Objects of affection[]

Psychologists have indicated that though many people obsess over glamorous film, television, sport and pop stars, others have unlikely icons such as politicians or authors. The only common factor between them is that they are all figures in the public eye (i.e., celebrities). The term Celebrity Worship Syndrome is in fact a misnomer.

The term celebrity worship syndrome (CWS) first appeared in an article 'Do you worship the celebs?' by James Chapman in the Daily Mail in 2003 (Chapman, 2003). James Chapman was basing his article on the journal paper Maltby et al. (2003). James Chapman refers to CWS, but in fact this is a misunderstanding of a term used in the academic article to which he refers (Maltby et al. 2003), CWS which stood for Celebrity Worship Scale. Nonetheless Chapman may be generally correct. A syndrome refers to a set of abnormal or unusual set of symptoms indicating the existence of an undesirable condition or quality. Indeed many attitudes and behaviours covered in this research indicate such states.

Three types of CWS[]

Psychologists in the U.S.A. and UK. created a celebrity worship scale to rate the problems. In 2002, United States psychologists Lynn McCutcheon, Rense Lange, and James Houran introduced the Celebrity Attitude Scale, a 34 item scale administered to 262 persons living in central Florida.[2] McCutcheon et al. suggested that celebrity worship comprised one dimension in which lower scores on the scale involved individualistic behavior such as watching, listening to, reading and learning about celebrities whilst the higher levels of worship are characterized by empathy, over-identification, and obsession with the celebrity.
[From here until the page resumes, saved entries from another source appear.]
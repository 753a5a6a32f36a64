use tracing::instrument;

use super::model::{CharacteristicInfo, ServiceInfo};
use crate::config::GattRequirement;
use crate::error::LinkError;

/// Resolves the notify characteristic required for streaming.
///
/// # Errors
///
/// Returns an error when the service or characteristic is missing, or when
/// the characteristic cannot notify.
#[instrument(skip_all, level = "debug", fields(service_count = services.len()))]
pub(crate) fn negotiate_notify_endpoint<'a>(
    services: &'a [ServiceInfo],
    requirement: &GattRequirement,
) -> Result<&'a CharacteristicInfo, LinkError> {
    let service = services
        .iter()
        .find(|service| service.uuid().eq_ignore_ascii_case(requirement.service_uuid()))
        .ok_or_else(|| LinkError::MissingService {
            uuid: requirement.service_uuid().to_string(),
        })?;

    let characteristic = service
        .characteristic(requirement.characteristic_uuid())
        .ok_or_else(|| LinkError::MissingCharacteristic {
            uuid: requirement.characteristic_uuid().to_string(),
        })?;

    if !characteristic.supports_notify() {
        return Err(LinkError::NotifyUnsupported {
            uuid: characteristic.uuid().to_string(),
        });
    }

    Ok(characteristic)
}
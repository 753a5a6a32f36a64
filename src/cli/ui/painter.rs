use owo_colors::{OwoColorize, Style as OwoStyle};

use crate::state::ConnectionState;

/// Applies colour and style to terminal text.
#[derive(Debug)]
pub(crate) struct Painter {
    use_colour: bool,
}

impl Painter {
    pub(crate) fn new(use_colour: bool) -> Self {
        Self { use_colour }
    }

    pub(crate) fn heading<T: AsRef<str>>(&self, text: T) -> String {
        self.paint(text.as_ref(), OwoStyle::new().bold().cyan())
    }

    pub(crate) fn success<T: AsRef<str>>(&self, text: T) -> String {
        self.paint(text.as_ref(), OwoStyle::new().bold().green())
    }

    pub(crate) fn warning<T: AsRef<str>>(&self, text: T) -> String {
        self.paint(text.as_ref(), OwoStyle::new().bold().yellow())
    }

    pub(crate) fn muted<T: AsRef<str>>(&self, text: T) -> String {
        self.paint(text.as_ref(), OwoStyle::new().dimmed())
    }

    pub(crate) fn value<T: AsRef<str>>(&self, text: T) -> String {
        self.paint(text.as_ref(), OwoStyle::new().bold())
    }

    /// Colours a connection state by how healthy the link is.
    pub(crate) fn state(&self, state: ConnectionState) -> String {
        let label = state.to_string();
        match state {
            ConnectionState::Streaming => self.success(label),
            ConnectionState::Disconnected => self.warning(label),
            ConnectionState::Scanning
            | ConnectionState::Connecting
            | ConnectionState::ServiceDiscovery
            | ConnectionState::Disconnecting => self.muted(label),
        }
    }

    fn paint(&self, text: &str, style: OwoStyle) -> String {
        if self.use_colour {
            format!("{}", text.style(style))
        } else {
            text.to_string()
        }
    }
}

#[cfg(test)]
mod tests {
    use pretty_assertions::assert_eq;
    use strum::IntoEnumIterator;

    use super::*;

    #[test]
    fn plain_painter_renders_state_names() {
        let painter = Painter::new(false);
        let rendered: Vec<String> = ConnectionState::iter()
            .map(|state| painter.state(state))
            .collect();
        assert_eq!(
            vec![
                "disconnected",
                "scanning",
                "connecting",
                "service_discovery",
                "streaming",
                "disconnecting",
            ],
            rendered
        );
    }

    #[test]
    fn coloured_painter_wraps_text_in_escapes() {
        let painter = Painter::new(true);
        let styled = painter.heading("Discovered");
        assert_ne!("Discovered", styled);
        assert!(styled.contains("Discovered"));
    }
}
mod app;
mod cli;
mod config;
mod decoder;
mod error;
mod export;
mod hw;
mod link;
mod model;
mod record;
mod registry;
mod session;
mod state;
mod telemetry;
mod terminal;
mod utils;

pub use app::{RadioBackend, RunContext, run, run_with_clients};
pub use cli::{Args, Command, FakeArgs, ListenArgs, LogLevel, OutputFormat, StoppedArgs};
pub use config::{GattRequirement, LinkConfig, SENSOR_DATA_UUID, SENSOR_SERVICE_UUID};
pub use decoder::{BURST_LEN, FrameError, PayloadDecoder, SINGLE_SAMPLE_LEN};
pub use error::{ExportError, FixtureError, LinkError, RecordError, SensorLinkError};
pub use export::{export_file_name, export_session, export_to_path, write_delimited};
pub use hw::{
    AdvertisementStream, BtleplugTransport, CharacteristicInfo, FakeBackendConfig, FakeFailure,
    FakeProbe, FakeTransport, LinkHandle, NotificationPayloads, NotificationStream,
    RadioTransport, ScanFixture, ServiceInfo,
};
pub use link::{EventStream, SensorLink, SensorLinkHandle, Subscription};
pub use model::{
    Advertisement, LinkEvent, LinkSnapshot, PeripheralIdentity, RecordedSample, Sample,
    SampleBatch, SessionId, StateChange,
};
pub use record::{FileRecordStore, MemoryRecordStore, SessionRecord, SessionRecordStore};
pub use registry::DiscoveryFilter;
pub use state::ConnectionState;
pub use terminal::TerminalClient;
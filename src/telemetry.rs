use std::io::{self, IsTerminal};
use std::sync::OnceLock;

use indicatif::ProgressStyle;
use opentelemetry::global;
use opentelemetry::trace::TracerProvider as _;
use tracing::Metadata;
use tracing::level_filters::LevelFilter;
use tracing_indicatif::{IndicatifLayer, TickSettings};
use tracing_opentelemetry::OpenTelemetryLayer;
use tracing_subscriber::EnvFilter;
use tracing_subscriber::Layer;
use tracing_subscriber::filter;
use tracing_subscriber::fmt;
use tracing_subscriber::layer::SubscriberExt;
use tracing_subscriber::util::SubscriberInitExt;

use crate::error::TelemetryError;

const DEFAULT_FILTER: &str = "warn";

static TRACING_INITIALISED: OnceLock<Result<(), TelemetryError>> = OnceLock::new();

/// Initialises structured logging and OpenTelemetry tracing once per process.
///
/// `level_override` replaces `RUST_LOG` when present.
pub(crate) fn initialise_tracing(
    service_name: &str,
    interactive_terminal: bool,
    level_override: Option<LevelFilter>,
) -> Result<(), &'static TelemetryError> {
    TRACING_INITIALISED
        .get_or_init(|| initialise_tracing_once(service_name, interactive_terminal, level_override))
        .as_ref()
        .copied()
}

fn initialise_tracing_once(
    service_name: &str,
    interactive_terminal: bool,
    level_override: Option<LevelFilter>,
) -> Result<(), TelemetryError> {
    let tracer_provider = opentelemetry_sdk::trace::SdkTracerProvider::builder().build();
    let tracer = tracer_provider.tracer(service_name.to_owned());
    global::set_tracer_provider(tracer_provider);

    let log_filter = log_filter(level_override);
    let is_interactive = interactive_terminal && io::stderr().is_terminal();

    if is_interactive {
        let indicatif_layer = IndicatifLayer::new()
            .with_progress_style(progress_style())
            .with_tick_settings(progress_tick_settings());
        let formatting_layer = fmt::layer()
            .pretty()
            .with_target(false)
            .with_writer(indicatif_layer.get_stderr_writer());
        let progress_layer = indicatif_layer.with_filter(filter::filter_fn(progress_span_filter));

        tracing_subscriber::registry()
            .with(formatting_layer.with_filter(log_filter))
            .with(progress_layer)
            .with(OpenTelemetryLayer::new(tracer))
            .try_init()?;
    } else {
        tracing_subscriber::registry()
            .with(
                fmt::layer()
                    .json()
                    .with_target(false)
                    .with_writer(io::stderr)
                    .with_filter(log_filter),
            )
            .with(OpenTelemetryLayer::new(tracer))
            .try_init()?;
    }

    Ok(())
}

fn log_filter(level_override: Option<LevelFilter>) -> EnvFilter {
    match level_override {
        Some(level) => EnvFilter::default().add_directive(level.into()),
        None => EnvFilter::try_from_default_env().unwrap_or_else(|_| EnvFilter::new(DEFAULT_FILTER)),
    }
}

fn progress_style() -> ProgressStyle {
    ProgressStyle::with_template("{spinner:.cyan.bold} {msg}")
        .unwrap_or_else(|_error| ProgressStyle::default_spinner())
}

fn progress_tick_settings() -> TickSettings {
    TickSettings {
        default_tick_interval: Some(std::time::Duration::from_millis(90)),
        ..TickSettings::default()
    }
}

fn progress_span_filter(metadata: &Metadata<'_>) -> bool {
    metadata.is_span()
        && metadata.target().starts_with("sensorlink::cli")
        && *metadata.level() == tracing::Level::INFO
}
However, later research among larger UK samples have suggested there are 3 different aspects to celebrity worship;[3] John Maltby (University of Leicester), and the aforementioned psychologists examined the Celebrity Attitude Scale among 1732 United Kingdom respondents (781 males, 942 females) who were aged between 14 and 62 years and found the following 3 dimensions to celebrity worship:

Entertainment-social[]

This dimension comprises attitudes that fans are attracted to a favorite celebrity because of their perceived ability to entertain and become a social focus such as “I love to talk with others who admire my favorite celebrity” and “I like watching and hearing about my favorite celebrity when I am with a large group of people”.

Intense-personal[]

Intense-personal aspect of celebrity worship reflects intensive and compulsive feelings about the celebrity, akin to the obsessional tendencies of fans often referred to in the literature; for example “I share with my favorite celebrity a special bond that cannot be described in words” and “When something bad happens to my favorite celebrity I feel like it happened to me’”.

Borderline-pathological[]

This dimension is typified by uncontrollable behaviors and fantasies regarding scenarios involving their celebrities, such as “I have frequent thoughts about my favorite celebrity, even when I don’t want to” and “my favorite celebrity would immediately come to my rescue if I needed help”.
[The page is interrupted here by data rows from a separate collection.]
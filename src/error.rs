use std::path::PathBuf;

use derive_more::From;
use thiserror::Error;

use crate::state::ConnectionState;

/// Errors returned by radio transport and link operations.
#[derive(Debug, Error)]
pub enum LinkError {
    #[error("BLE operation failed")]
    Ble(#[from] btleplug::Error),
    #[error("no BLE adapters were found")]
    NoAdapters,
    #[error("peripheral `{address}` is not known to the radio")]
    PeripheralNotFound { address: String },
    #[error("peripheral `{address}` refused the connection")]
    ConnectRefused { address: String },
    #[error("timed out while in the `{phase}` phase")]
    Timeout { phase: ConnectionState },
    #[error("required service `{uuid}` was not found on the connected peripheral")]
    MissingService { uuid: String },
    #[error("required characteristic `{uuid}` was not found on the connected peripheral")]
    MissingCharacteristic { uuid: String },
    #[error("characteristic `{uuid}` does not support notifications")]
    NotifyUnsupported { uuid: String },
    #[error("the peripheral rejected enabling notifications on `{uuid}`")]
    NotifyRejected { uuid: String },
    #[error("the sensor link supervisor is no longer running")]
    SupervisorStopped,
    #[error(transparent)]
    Fixture(#[from] FixtureError),
}

/// Errors returned when parsing fake transport fixtures.
#[derive(Debug, Error)]
pub enum FixtureError {
    #[error("the fake discovery fixture is empty")]
    EmptyFixture,
    #[error("fixture records must contain three pipe-delimited fields (address|name|rssi)")]
    InvalidRecordFieldCount,
    #[error("fixture records cannot contain empty fields")]
    EmptyRecordField,
    #[error("failed to parse RSSI value")]
    InvalidRssi(#[from] std::num::ParseIntError),
    #[error("notification payload `{value}` is not valid hexadecimal")]
    InvalidHex {
        value: String,
        source: hex::FromHexError,
    },
    #[error("unknown fake failure mode `{value}`")]
    UnknownFailureMode { value: String },
}

/// Errors returned while loading or persisting the session record.
#[derive(Debug, Error)]
pub enum RecordError {
    #[error("failed to access session record at `{}`", path.display())]
    Io {
        path: PathBuf,
        source: std::io::Error,
    },
    #[error("session record at `{}` is not valid JSON", path.display())]
    Corrupt {
        path: PathBuf,
        source: serde_json::Error,
    },
    #[error("failed to serialise the session record")]
    Serialise(#[source] serde_json::Error),
}

/// Errors returned while exporting recorded samples.
#[derive(Debug, Error)]
pub enum ExportError {
    #[error("there are no samples to export")]
    NoSamples,
    #[error("failed to write export output")]
    Io(#[from] std::io::Error),
    #[error("failed to format export timestamp")]
    Timestamp(#[from] time::error::Format),
}

/// Errors returned when validating runtime backend options.
#[derive(Debug, Error)]
pub(crate) enum CliConfigError {
    #[error("missing fake scan fixture while fake mode is enabled")]
    MissingFakeScanFixture,
}

/// Errors returned by telemetry initialisation.
#[derive(Debug, Error)]
pub(crate) enum TelemetryError {
    #[error("failed to install tracing subscriber")]
    Subscriber(#[from] tracing_subscriber::util::TryInitError),
}

/// Top-level errors wrapping module-specific error types.
#[derive(Debug, Error, From)]
pub enum SensorLinkError {
    #[error(transparent)]
    #[from(LinkError, Box<LinkError>)]
    Link(Box<LinkError>),
    #[error(transparent)]
    #[from(RecordError, Box<RecordError>)]
    Record(Box<RecordError>),
    #[error(transparent)]
    #[from(ExportError, Box<ExportError>)]
    Export(Box<ExportError>),
}
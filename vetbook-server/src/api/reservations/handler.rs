//! Reservation API Handlers
//!
//! 写操作全部经过 [`BookingStore`](crate::booking::BookingStore)，
//! 读操作直接走 repository。

use axum::{
    Json,
    extract::{Path, Query, State},
    http::HeaderMap,
};
use serde::{Deserialize, Serialize};

use crate::api::actor_from;
use crate::booking::DocumentSubject;
use crate::core::ServerState;
use crate::db::models::{
    Reservation, ReservationCreate, ReservationStatus, ReservationUpdate, VerifyStatus,
};
use crate::db::repository::ReservationRepository;
use crate::utils::validation::{
    MAX_NOTE_LEN, MAX_SHORT_TEXT_LEN, MAX_URL_LEN, validate_optional_text, validate_required_text,
};
use crate::utils::{AppError, AppResult};

fn validate_create(payload: &ReservationCreate) -> AppResult<()> {
    validate_required_text(&payload.payment_method, "payment_method", MAX_SHORT_TEXT_LEN)?;
    validate_optional_text(&payload.receipt_url, "receipt_url", MAX_URL_LEN)?;
    validate_optional_text(&payload.id_document_url, "id_document_url", MAX_URL_LEN)?;
    validate_optional_text(&payload.signature_url, "signature_url", MAX_URL_LEN)?;
    validate_optional_text(&payload.notes, "notes", MAX_NOTE_LEN)?;
    Ok(())
}

fn validate_update(payload: &ReservationUpdate) -> AppResult<()> {
    if let Some(method) = &payload.payment_method {
        validate_required_text(method, "payment_method", MAX_SHORT_TEXT_LEN)?;
    }
    validate_optional_text(&payload.notes, "notes", MAX_NOTE_LEN)?;
    Ok(())
}

/// Query params for listing reservations
#[derive(Debug, Deserialize)]
pub struct ListQuery {
    pub status: Option<ReservationStatus>,
    pub pet_id: Option<String>,
}

/// GET /api/reservations - 预约列表 (最新在前)
pub async fn list(
    State(state): State<ServerState>,
    Query(query): Query<ListQuery>,
) -> AppResult<Json<Vec<Reservation>>> {
    let repo = ReservationRepository::new(state.db.clone());
    let reservations = repo.find_all(query.status, query.pet_id.as_deref()).await?;
    Ok(Json(reservations))
}

/// GET /api/reservations/:id - 预约详情
pub async fn get_by_id(
    State(state): State<ServerState>,
    Path(id): Path<String>,
) -> AppResult<Json<Reservation>> {
    let repo = ReservationRepository::new(state.db.clone());
    let reservation = repo
        .find_by_id(&id)
        .await?
        .ok_or_else(|| AppError::not_found(format!("Reservation {} not found", id)))?;
    Ok(Json(reservation))
}

/// Create response: id + the initial status the state machine assigned
#[derive(Debug, Serialize)]
pub struct CreateResponse {
    pub reservation_id: String,
    pub initial_status: ReservationStatus,
    pub total_amount: f64,
}

/// POST /api/reservations - 创建预约
pub async fn create(
    State(state): State<ServerState>,
    Json(payload): Json<ReservationCreate>,
) -> AppResult<Json<CreateResponse>> {
    validate_create(&payload)?;
    let reservation = state.booking.create(payload).await?;
    Ok(Json(CreateResponse {
        reservation_id: reservation.id_string(),
        initial_status: reservation.status,
        total_amount: reservation.total_amount,
    }))
}

/// PATCH /api/reservations/:id - 管理端编辑 (入住前)
pub async fn update(
    State(state): State<ServerState>,
    Path(id): Path<String>,
    headers: HeaderMap,
    Json(payload): Json<ReservationUpdate>,
) -> AppResult<Json<Reservation>> {
    validate_update(&payload)?;
    let actor = actor_from(&headers);
    let reservation = state.booking.update_details(&id, payload, &actor).await?;
    Ok(Json(reservation))
}

/// Status change request
#[derive(Debug, Deserialize)]
pub struct StatusChangeRequest {
    pub status: ReservationStatus,
}

/// Status change response
#[derive(Debug, Serialize)]
pub struct StatusChangeResponse {
    pub status: ReservationStatus,
}

/// PATCH /api/reservations/:id/status - 状态流转
pub async fn change_status(
    State(state): State<ServerState>,
    Path(id): Path<String>,
    headers: HeaderMap,
    Json(payload): Json<StatusChangeRequest>,
) -> AppResult<Json<StatusChangeResponse>> {
    let actor = actor_from(&headers);
    let reservation = state
        .booking
        .request_transition(&id, payload.status, &actor)
        .await?;
    Ok(Json(StatusChangeResponse {
        status: reservation.status,
    }))
}

/// Receipt review request
#[derive(Debug, Deserialize)]
pub struct ReceiptDecisionRequest {
    pub approved: bool,
}

/// Receipt review response
#[derive(Debug, Serialize)]
pub struct ReceiptDecisionResponse {
    pub status: ReservationStatus,
    pub receipt_verified: VerifyStatus,
}

/// POST /api/reservations/:id/receipt/verify - 凭证审核
pub async fn verify_receipt(
    State(state): State<ServerState>,
    Path(id): Path<String>,
    headers: HeaderMap,
    Json(payload): Json<ReceiptDecisionRequest>,
) -> AppResult<Json<ReceiptDecisionResponse>> {
    let actor = actor_from(&headers);
    let reservation = state
        .booking
        .decide_receipt(&id, payload.approved, &actor)
        .await?;
    Ok(Json(ReceiptDecisionResponse {
        status: reservation.status,
        receipt_verified: reservation.receipt.status,
    }))
}

/// Document review request
#[derive(Debug, Deserialize)]
pub struct DocumentDecisionRequest {
    pub subject: DocumentSubject,
    pub approved: bool,
    pub rejection_reason: Option<String>,
}

/// Document review response
#[derive(Debug, Serialize)]
pub struct DocumentDecisionResponse {
    pub status: ReservationStatus,
    pub verified: VerifyStatus,
}

/// POST /api/reservations/:id/documents/verify - 证件/签名审核
pub async fn verify_document(
    State(state): State<ServerState>,
    Path(id): Path<String>,
    headers: HeaderMap,
    Json(payload): Json<DocumentDecisionRequest>,
) -> AppResult<Json<DocumentDecisionResponse>> {
    let actor = actor_from(&headers);
    let reservation = state
        .booking
        .decide_document(
            &id,
            payload.subject,
            payload.approved,
            payload.rejection_reason,
            &actor,
        )
        .await?;
    let verified = match payload.subject {
        DocumentSubject::Id => reservation.id_document.status,
        DocumentSubject::Signature => reservation.signature.status,
    };
    Ok(Json(DocumentDecisionResponse {
        status: reservation.status,
        verified,
    }))
}

/// DELETE /api/reservations/:id - 硬删除 (仅管理端)
pub async fn delete(
    State(state): State<ServerState>,
    Path(id): Path<String>,
) -> AppResult<Json<bool>> {
    let result = state.booking.delete(&id).await?;
    Ok(Json(result))
}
Celebrity worship and mental health[]

Evidence indicates that poor mental health is correlated with celebrity worship. Researchers have examined the relationship between celebrity worship and mental health in United Kingdom adult samples. Maltby et al. (2001) found evidence to suggest that the intense-personal celebrity worship dimension was related to higher levels of depression and anxiety. Similarly, Maltby et al., in 2004, found that the intense-personal celebrity worship dimension was not only related to higher levels of depression and anxiety, but also higher levels of stress, negative affect, and reports of illness. Both these studies showed no evidence for a significant relationship between either the entertainment-social or the borderline-pathological dimensions of celebrity worship and mental health.
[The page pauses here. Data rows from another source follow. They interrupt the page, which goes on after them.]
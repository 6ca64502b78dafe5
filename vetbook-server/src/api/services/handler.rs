//! Service API Handlers

use axum::{
    Json,
    extract::{Path, Query, State},
};
use serde::Deserialize;

use crate::core::ServerState;
use crate::db::models::{Service, ServiceCategory, ServiceCreate, ServiceUpdate};
use crate::db::repository::ServiceRepository;
use crate::utils::{AppError, AppResult};
use crate::utils::validation::{MAX_NAME_LEN, validate_required_text};

/// Query params for listing services
#[derive(Debug, Deserialize)]
pub struct ListQuery {
    pub category: Option<ServiceCategory>,
    #[serde(default)]
    pub include_inactive: bool,
}

/// GET /api/services - 获取服务列表
pub async fn list(
    State(state): State<ServerState>,
    Query(query): Query<ListQuery>,
) -> AppResult<Json<Vec<Service>>> {
    let repo = ServiceRepository::new(state.db.clone());
    let services = repo.find_all(query.category, query.include_inactive).await?;
    Ok(Json(services))
}

/// GET /api/services/:id - 获取单个服务
pub async fn get_by_id(
    State(state): State<ServerState>,
    Path(id): Path<String>,
) -> AppResult<Json<Service>> {
    let repo = ServiceRepository::new(state.db.clone());
    let service = repo
        .find_by_id(&id)
        .await?
        .ok_or_else(|| AppError::not_found(format!("Service {} not found", id)))?;
    Ok(Json(service))
}

/// POST /api/services - 创建服务
pub async fn create(
    State(state): State<ServerState>,
    Json(payload): Json<ServiceCreate>,
) -> AppResult<Json<Service>> {
    validate_required_text(&payload.name, "name", MAX_NAME_LEN)?;
    let repo = ServiceRepository::new(state.db.clone());
    let service = repo.create(payload).await?;
    Ok(Json(service))
}

/// PUT /api/services/:id - 更新服务
pub async fn update(
    State(state): State<ServerState>,
    Path(id): Path<String>,
    Json(payload): Json<ServiceUpdate>,
) -> AppResult<Json<Service>> {
    if let Some(name) = &payload.name {
        validate_required_text(name, "name", MAX_NAME_LEN)?;
    }
    let repo = ServiceRepository::new(state.db.clone());
    let service = repo.update(&id, payload).await?;
    Ok(Json(service))
}

/// DELETE /api/services/:id - 删除服务
pub async fn delete(
    State(state): State<ServerState>,
    Path(id): Path<String>,
) -> AppResult<Json<bool>> {
    let repo = ServiceRepository::new(state.db.clone());
    let result = repo.delete(&id).await?;
    Ok(Json(result))
}
//! Pet Model
//!
//! Pets are owned by the client directory; the booking engine only reads
//! them to validate reservation requests. Immutable for booking purposes.

use super::serde_helpers;
use serde::{Deserialize, Serialize};
use surrealdb::RecordId;

/// Non-binding sizing hint derived from species/breed
#[derive(Debug, Clone, Copy, Serialize, Deserialize, PartialEq, Eq)]
#[serde(rename_all = "SCREAMING_SNAKE_CASE")]
pub enum SizeClass {
    Small,
    Medium,
    Large,
}

impl SizeClass {
    /// Derive a sizing hint. Used only for cage suggestions, never for
    /// pricing or validation.
    pub fn classify(species: &str, breed: &str) -> Self {
        let species = species.to_lowercase();
        if species != "dog" {
            return SizeClass::Small;
        }
        let breed = breed.to_lowercase();
        const LARGE_BREEDS: [&str; 6] = [
            "labrador",
            "golden retriever",
            "german shepherd",
            "rottweiler",
            "husky",
            "great dane",
        ];
        const SMALL_BREEDS: [&str; 5] = ["chihuahua", "pomeranian", "shih tzu", "pug", "dachshund"];
        if LARGE_BREEDS.iter().any(|b| breed.contains(b)) {
            SizeClass::Large
        } else if SMALL_BREEDS.iter().any(|b| breed.contains(b)) {
            SizeClass::Small
        } else {
            SizeClass::Medium
        }
    }
}

/// Pet entity
#[derive(Debug, Clone, Serialize, Deserialize)]
pub struct Pet {
    #[serde(default, with = "serde_helpers::option_record_id")]
    pub id: Option<RecordId>,
    /// Owning client reference (opaque id from the client directory)
    pub client_id: String,
    pub name: String,
    pub species: String,
    pub breed: String,
    pub size: SizeClass,
}

/// Create pet payload (admin seeding; client profile management is external)
#[derive(Debug, Clone, Serialize, Deserialize)]
pub struct PetCreate {
    pub client_id: String,
    pub name: String,
    pub species: String,
    pub breed: String,
}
Another correlated pathology was recently reported by Maltby, Giles, Barber and McCutcheon (2005) who examined the role of celebrity interest in shaping body image cognitions. Among three separate UK samples (adolescents, students and older adults) individuals selected a celebrity of their own sex whose body/figure they liked and admired, and then completed the Celebrity Attitude Scale along with two measures of body image. Significant relationships were found between attitudes toward celebrities and body image among female adolescents only. The findings suggested that, in female adolescence, there is an interaction between intense-personal celebrity worship and body image between the ages of 14 and 16 years, and some tentative evidence is found to suggest that this relationship disappears at the onset of adulthood, 17 to 20 years. These results are consistent with those authors who stress the importance of the formation of relationships with media figures, and suggest that relationships with celebrities perceived as having a good body shape may lead to a poor body image in female adolescents.

Within a clinical context the effect of celebrity might be more extreme, particularly when considering extreme aspects of celebrity worship. Maltby, Day, McCutcheon, Houran and Ashe (2006) examined the relationship between entertainment-social, intense-personal and borderline-pathological celebrity worship and obsessiveness, ego-identity, fantasy proneness and dissociation. Two of these variables drew particular attention; fantasy proneness (time spent fantasising, reporting hallucinatory intensities as real, reporting vivid childhood memories, having intense religious and paranormal experiences) and dissociation (reflects the lack of a normal integration of experiences, feelings, and thoughts in everyday consciousness and memory and is related to a number of psychiatric problems).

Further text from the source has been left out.